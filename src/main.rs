use clap::Parser;
use relgrab::config::Config;
use relgrab::core::{format_error_with_help, RelgrabResult};
use relgrab::github::GitHubClient;
use std::path::PathBuf;
use std::process::ExitCode;
use tracing_subscriber::EnvFilter;

mod cli;

use cli::fetch::{FetchOptions, FetchOutcome};

#[derive(Parser)]
#[command(name = "relgrab")]
#[command(about = "Download a release asset from a GitHub repository")]
#[command(version)]
struct Cli {
    /// Repository name, like: owner/repository
    repo: String,

    /// Tag name; if not specified, the latest release is used
    #[arg(long)]
    tag: Option<String>,

    /// Access token, required for private repositories
    #[arg(long)]
    token: Option<String>,

    /// Directory where the asset is saved (default: current directory)
    #[arg(long)]
    dir: Option<PathBuf>,

    /// Asset file name to download (default: the first asset of the release)
    #[arg(long)]
    asset: Option<String>,

    /// List releases and their assets instead of downloading
    #[arg(long)]
    list: bool,

    /// Debug logging
    #[arg(long)]
    debug: bool,
}

fn init_tracing(debug: bool) {
    let filter = if debug {
        EnvFilter::new("relgrab=debug,relgrab_core=debug")
    } else {
        EnvFilter::from_default_env()
    };

    tracing_subscriber::fmt()
        .with_env_filter(filter)
        .with_writer(std::io::stderr)
        .init();
}

/// Config file and environment first, then command line flags on top
fn build_config(cli: &Cli) -> RelgrabResult<Config> {
    let mut config = Config::load()?;

    if let Some(token) = cli.token.as_ref().filter(|t| !t.is_empty()) {
        config.token = Some(token.clone());
    }
    if let Some(dir) = &cli.dir {
        config.download_dir = Some(dir.clone());
    }

    Ok(config)
}

async fn run(cli: Cli) -> RelgrabResult<()> {
    let config = build_config(&cli)?;
    let client = GitHubClient::new(&config)?;

    let options = FetchOptions {
        repo: cli.repo,
        tag: cli.tag,
        asset: cli.asset,
        dir: config.download_dir(),
        list: cli.list,
    };

    match cli::fetch::run(&client, options).await? {
        FetchOutcome::Listed(count) => tracing::debug!(count, "releases listed"),
        FetchOutcome::Downloaded(downloaded) => {
            tracing::debug!(path = %downloaded.path.display(), "done")
        }
    }

    Ok(())
}

#[tokio::main]
async fn main() -> ExitCode {
    let cli = Cli::parse();
    init_tracing(cli.debug);

    match run(cli).await {
        Ok(()) => ExitCode::SUCCESS,
        Err(e) => {
            eprintln!("\n{}", format_error_with_help(&e));
            ExitCode::FAILURE
        }
    }
}
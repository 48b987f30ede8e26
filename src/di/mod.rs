//! Dependency injection infrastructure for relgrab
//!
//! The download workflow talks to the forge through the [`ForgeProvider`]
//! trait so it can run against the real API or an in-memory mock.
//!
//! # Example (Production)
//! ```no_run
//! use relgrab::config::Config;
//! use relgrab::github::GitHubClient;
//!
//! # fn example() -> relgrab::core::RelgrabResult<()> {
//! let client = GitHubClient::new(&Config::load()?)?;
//! # Ok(())
//! # }
//! ```
//!
//! # Example (Testing)
//! ```
//! use relgrab::di::{mocks::MockForgeProvider, ForgeProvider};
//! use std::sync::Arc;
//!
//! let forge: Arc<dyn ForgeProvider> = Arc::new(MockForgeProvider::new());
//! ```

pub mod mocks;
pub mod traits;

// Re-export key types
pub use traits::ForgeProvider;
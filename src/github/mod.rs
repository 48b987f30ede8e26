//! GitHub release retrieval
//!
//! This module provides functionality for:
//! - Listing the releases of a repository
//! - Selecting a release by tag, or the newest one
//! - Downloading a release asset through the API (redirect to the binary)

pub mod client;
pub mod selector;
pub mod types;

pub use client::GitHubClient;
pub use selector::{resolve, select_asset};
pub use types::{Asset, DownloadedAsset, ForgeErrorBody, Release, RepoId};
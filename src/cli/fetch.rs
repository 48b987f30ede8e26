use relgrab::core::{RelgrabError, RelgrabResult};
use relgrab::di::ForgeProvider;
use relgrab::github::{resolve, select_asset, DownloadedAsset, Release, RepoId};
use std::path::PathBuf;

/// Options for a single download run
#[derive(Debug, Clone, Default)]
pub struct FetchOptions {
    pub repo: String,
    pub tag: Option<String>,
    pub asset: Option<String>,
    pub dir: PathBuf,
    pub list: bool,
}

/// What a run ended with
#[derive(Debug)]
pub enum FetchOutcome {
    Listed(usize),
    Downloaded(DownloadedAsset),
}

pub async fn run(forge: &dyn ForgeProvider, options: FetchOptions) -> RelgrabResult<FetchOutcome> {
    let repo: RepoId = options.repo.parse()?;
    tracing::debug!(%repo, "loading releases");

    let releases = forge.list_releases(&repo).await?;
    tracing::debug!(count = releases.len(), "releases found");

    let release = resolve(&releases, options.tag.as_deref(), &repo.to_string())?;
    tracing::debug!(tag = %release.tag_name, "release selected");

    if options.list {
        for release in &releases {
            println!("{}", describe_release(release));
        }
        return Ok(FetchOutcome::Listed(releases.len()));
    }

    let asset = select_asset(release, options.asset.as_deref())?;
    tracing::debug!(url = %asset.url, name = %asset.name, size = asset.size, "asset selected");

    let downloaded = forge.fetch_asset(asset, &options.dir).await?;
    if downloaded.bytes_written != asset.size {
        tracing::warn!(
            expected = asset.size,
            actual = downloaded.bytes_written,
            "downloaded size differs from declared size"
        );
        return Err(RelgrabError::SizeMismatch {
            name: asset.name.clone(),
            expected: asset.size,
            actual: downloaded.bytes_written,
        });
    }

    println!(
        "✓ Downloaded {} ({} bytes) from {}",
        asset.name, asset.size, release.tag_name
    );
    println!("  Saved to: {}", downloaded.path.display());

    Ok(FetchOutcome::Downloaded(downloaded))
}

/// One line of `--list` output: tag, optional date and flags, asset names
fn describe_release(release: &Release) -> String {
    let mut line = release.tag_name.clone();

    if let Some(published) = release.published_at {
        line.push_str(&format!("  {}", published.format("%Y-%m-%d")));
    }
    if release.draft {
        line.push_str("  [draft]");
    }
    if release.prerelease {
        line.push_str("  [pre-release]");
    }

    if release.assets.is_empty() {
        line.push_str("\n    (no assets)");
    }
    for asset in &release.assets {
        line.push_str(&format!("\n    {} ({} bytes)", asset.name, asset.size));
    }

    line
}
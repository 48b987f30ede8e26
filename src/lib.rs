//! relgrab: download a release asset from a GitHub repository
//!
//! This crate provides the library behind the `relgrab` binary, re-exporting
//! core functionality from `relgrab-core` and organizing the API client
//! and release selection.

pub use relgrab_core::{format_error_with_help, ErrorHelp, RelgrabError, RelgrabResult};

/// Core module re-exported from relgrab-core.
pub mod core {
    pub use relgrab_core::core::*;
}

/// Configuration management.
pub mod config;

/// GitHub integration: releases API client and release selection.
pub mod github;

/// Dependency injection infrastructure.
pub mod di;
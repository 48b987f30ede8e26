//! GitHub API type definitions

use crate::core::RelgrabError;
use chrono::{DateTime, Utc};
use serde::{Deserialize, Serialize};
use std::fmt;
use std::path::PathBuf;
use std::str::FromStr;

/// Repository identifier in `owner/name` form
#[derive(Debug, Clone, PartialEq, Eq, Hash)]
pub struct RepoId {
    pub owner: String,
    pub name: String,
}

impl RepoId {
    pub fn new(owner: impl Into<String>, name: impl Into<String>) -> Self {
        Self {
            owner: owner.into(),
            name: name.into(),
        }
    }

    /// `owner/name` with each segment percent-encoded, for use in API paths
    pub fn url_path(&self) -> String {
        format!(
            "{}/{}",
            urlencoding::encode(&self.owner),
            urlencoding::encode(&self.name)
        )
    }
}

impl FromStr for RepoId {
    type Err = RelgrabError;

    fn from_str(s: &str) -> Result<Self, Self::Err> {
        match s.trim().split_once('/') {
            Some((owner, name))
                if !owner.is_empty() && !name.is_empty() && !name.contains('/') =>
            {
                Ok(Self::new(owner, name))
            }
            _ => Err(RelgrabError::InvalidRepository(s.to_string())),
        }
    }
}

impl fmt::Display for RepoId {
    fn fmt(&self, f: &mut fmt::Formatter<'_>) -> fmt::Result {
        write!(f, "{}/{}", self.owner, self.name)
    }
}

/// GitHub release information
#[derive(Debug, Clone, PartialEq, Serialize, Deserialize)]
pub struct Release {
    /// Canonical API URL of the release
    #[serde(default)]
    pub url: String,
    #[serde(default)]
    pub assets_url: String,
    pub tag_name: String,
    #[serde(default)]
    pub assets: Vec<Asset>,
    /// Source archive. Null for draft releases.
    #[serde(default)]
    pub zipball_url: Option<String>,
    #[serde(default)]
    pub tarball_url: Option<String>,
    #[serde(default)]
    pub name: Option<String>,
    #[serde(default)]
    pub draft: bool,
    #[serde(default)]
    pub prerelease: bool,
    #[serde(default)]
    pub published_at: Option<DateTime<Utc>>,
}

/// GitHub release asset
#[derive(Debug, Clone, PartialEq, Serialize, Deserialize)]
pub struct Asset {
    /// API URL. Requesting it with `Accept: application/octet-stream`
    /// redirects to the binary, unlike `browser_download_url` which needs no
    /// API access but does not work for private repositories.
    pub url: String,
    pub name: String,
    pub size: u64,
    #[serde(default)]
    pub browser_download_url: String,
    #[serde(default)]
    pub content_type: Option<String>,
}

/// Error body returned by the API alongside an error status
#[derive(Debug, Clone, Default, Serialize, Deserialize)]
pub struct ForgeErrorBody {
    #[serde(default)]
    pub message: String,
    #[serde(default)]
    pub documentation_url: Option<String>,
}

impl From<ForgeErrorBody> for RelgrabError {
    fn from(body: ForgeErrorBody) -> Self {
        RelgrabError::ForgeApi {
            message: body.message,
            documentation_url: body.documentation_url,
        }
    }
}

/// An asset written to local storage
#[derive(Debug, Clone, PartialEq, Eq)]
pub struct DownloadedAsset {
    pub path: PathBuf,
    pub bytes_written: u64,
}
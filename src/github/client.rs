//! GitHub API client implementation

use crate::config::Config;
use crate::core::path::asset_destination;
use crate::core::{RelgrabError, RelgrabResult};
use crate::di::traits::ForgeProvider;
use crate::github::types::{Asset, DownloadedAsset, ForgeErrorBody, Release, RepoId};
use async_trait::async_trait;
use indicatif::{ProgressBar, ProgressStyle};
use reqwest::{header, Client as HttpClient, Response};
use std::path::Path;
use std::time::Duration;
use tokio::io::AsyncWriteExt;

const ACCEPT_JSON: &str = "application/json";
const ACCEPT_OCTET_STREAM: &str = "application/octet-stream";

/// GitHub API client
pub struct GitHubClient {
    http_client: HttpClient,
    api_url: String,
    show_progress: bool,
}

impl GitHubClient {
    /// Create a new GitHub client
    pub fn new(config: &Config) -> RelgrabResult<Self> {
        let mut headers = header::HeaderMap::new();
        headers.insert(
            header::USER_AGENT,
            header::HeaderValue::from_str(&config.user_agent)
                .map_err(|e| RelgrabError::Config(format!("Invalid user agent: {}", e)))?,
        );

        if let Some(ref token) = config.token {
            let mut value = header::HeaderValue::from_str(&format!("token {}", token))
                .map_err(|e| RelgrabError::Config(format!("Invalid GitHub token: {}", e)))?;
            value.set_sensitive(true);
            headers.insert(header::AUTHORIZATION, value);
        }

        // The default redirect policy is what makes asset downloads work: the
        // asset URL answers with a 302 to the storage backend, and reqwest
        // drops the Authorization header when that hop changes host.
        let mut builder = HttpClient::builder().default_headers(headers);
        if let Some(secs) = config.timeout_secs {
            builder = builder.timeout(Duration::from_secs(secs));
        }

        let http_client = builder
            .build()
            .map_err(|e| RelgrabError::Config(format!("Failed to create HTTP client: {}", e)))?;

        Ok(Self {
            http_client,
            api_url: config.api_base().to_string(),
            show_progress: config.show_progress,
        })
    }

    /// List the releases of a repository, newest first.
    ///
    /// Only the first page the API returns is read.
    pub async fn list_releases(&self, repo: &RepoId) -> RelgrabResult<Vec<Release>> {
        let url = format!("{}/repos/{}/releases", self.api_url, repo.url_path());
        tracing::debug!(%url, "listing releases");

        let response = self.get(&url, ACCEPT_JSON).await?;
        let body = response.bytes().await?;
        let releases: Vec<Release> = serde_json::from_slice(&body)?;

        tracing::debug!(count = releases.len(), %repo, "releases loaded");
        Ok(releases)
    }

    /// Download an asset into `dir` (created if missing; empty means the
    /// current directory).
    ///
    /// A failure mid-stream leaves the partial file in place.
    pub async fn fetch_asset(&self, asset: &Asset, dir: &Path) -> RelgrabResult<DownloadedAsset> {
        let path = asset_destination(dir, &asset.name)?;
        tracing::debug!(url = %asset.url, name = %asset.name, size = asset.size, "fetching asset");

        let mut response = self.get(&asset.url, ACCEPT_OCTET_STREAM).await?;
        tracing::debug!(final_url = %response.url(), "asset response received");

        if !dir.as_os_str().is_empty() {
            tokio::fs::create_dir_all(dir).await?;
        }

        let progress = self.progress_bar(response.content_length().unwrap_or(asset.size));
        let mut file = tokio::fs::File::create(&path).await?;
        let mut bytes_written = 0u64;

        while let Some(chunk) = response.chunk().await? {
            file.write_all(&chunk).await?;
            bytes_written += chunk.len() as u64;
            progress.set_position(bytes_written);
        }
        file.flush().await?;
        progress.finish_and_clear();

        tracing::info!(path = %path.display(), bytes = bytes_written, "asset written");
        Ok(DownloadedAsset {
            path,
            bytes_written,
        })
    }

    /// Issue a GET and turn error statuses into errors.
    async fn get(&self, url: &str, accept: &'static str) -> RelgrabResult<Response> {
        let response = self
            .http_client
            .get(url)
            .header(header::ACCEPT, accept)
            .send()
            .await?;

        check_status(response).await
    }

    fn progress_bar(&self, len: u64) -> ProgressBar {
        if !self.show_progress {
            return ProgressBar::hidden();
        }

        let bar = ProgressBar::new(len);
        bar.set_style(
            ProgressStyle::default_bar()
                .template("{bar:40.cyan/blue} {bytes}/{total_bytes} ({eta})")
                .unwrap_or_else(|_| ProgressStyle::default_bar()),
        );
        bar
    }
}

/// Pass successful responses through; map status >= 400 to an error.
///
/// The body is only decoded as an API error when the server says it is JSON.
/// Anything else, including JSON without a message, becomes a transport error
/// carrying the status line.
async fn check_status(response: Response) -> RelgrabResult<Response> {
    let status = response.status();
    if status.as_u16() < 400 {
        return Ok(response);
    }

    let is_json = response
        .headers()
        .get(header::CONTENT_TYPE)
        .and_then(|v| v.to_str().ok())
        .map(|v| v.contains(ACCEPT_JSON))
        .unwrap_or(false);

    if is_json {
        if let Ok(body) = response.bytes().await {
            if let Ok(api_error) = serde_json::from_slice::<ForgeErrorBody>(&body) {
                if !api_error.message.is_empty() {
                    tracing::debug!(%status, message = %api_error.message, "API reported error");
                    return Err(api_error.into());
                }
            }
        }
    }

    tracing::debug!(%status, "request failed");
    Err(RelgrabError::Transport(status.to_string()))
}

#[async_trait]
impl ForgeProvider for GitHubClient {
    async fn list_releases(&self, repo: &RepoId) -> RelgrabResult<Vec<Release>> {
        Self::list_releases(self, repo).await
    }

    async fn fetch_asset(&self, asset: &Asset, dir: &Path) -> RelgrabResult<DownloadedAsset> {
        Self::fetch_asset(self, asset, dir).await
    }
}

◆ **What you will do**
Your answer should consist of every line from the entries that holds "filename".

◆ **Solution**
filename src/main.rs
filename src/di/mod.rs
filename src/github/mod.rs
filename src/cli/fetch.rs
filename src/lib.rs
filename src/github/client.rs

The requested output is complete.